Uzmanından Genç Çiftlere Teklif: 2 yıl sonra çocuk sahibi olun
0

Aşkın insanlık tarihi kadar eski olduğunu bilinen bir gerçek. Prof. Dr. Öget Öktem Tanör, aşkın nörobiyolojik altyapısının araştırılmasının ise yeni olduğunu belirtti.

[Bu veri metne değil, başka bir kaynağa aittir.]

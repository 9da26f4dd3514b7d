//! Session core for a single Sphero toy: connection state machine, the
//! serialized command dispatcher, the random movement producer, and the
//! voice intent bridge, all publishing status to one fanout bus.

pub mod command;
pub mod connection;
pub mod device;
pub mod dispatcher;
pub mod error;
pub mod events;
pub mod orchestrator;
pub mod voice;
pub mod wander;

pub use command::Command;
pub use connection::{ConnectionManager, ConnectionState};
pub use device::{DeviceLink, LinkError, SimulatedLink, ToyHandle};
pub use dispatcher::{DispatchResult, Dispatcher, Limits};
pub use error::{CommandError, ConnectError, VoiceError};
pub use events::{Event, EventBus};
pub use orchestrator::{Orchestrator, OrchestratorConfig};
pub use voice::{SpeechConnector, SpeechSession, VoiceBridge, VoiceSessionState};
pub use voice::translator::VoiceEvent;
pub use wander::{RandomMover, WanderConfig};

Teknolojinin gelişmesiyle fakat 2000’lerde araştırılmaya başlandığını kaydetti. İngiliz bilim insanı Semir Zeki ve grubunun aşkı, bilimsel olarak anlamaya yönelik yaptıkları araştırmalarda romantik aşkta da anne sevgisinde de beyinde ortak bölgelerin harekete geçtiğinin tespit edildiğini anlattı.  Prof. Dr. Öget Öktem Tanör, romantik
aşklarda yüksek seyreden gerilim hormanlarının, 2 yıl sonunda düşmeye başladığını belirterek, “Çocuk yapmak isteyenler için en doğru zaman bu dönemdir. Çünkü aşık çiftlerde 2 yıl boyunca stres hormonları çok yüksektir. Onların gözü birbirinden başkasını görmez gerçekten. O nedenle çocuk yetiştirmek için 2 yıl sonrayı öneriyoruz. Stres hormonları biraz düşsün ki gözleri çocuklarını görebilesin, bebeklerini yetiştirebilsinler” dedi.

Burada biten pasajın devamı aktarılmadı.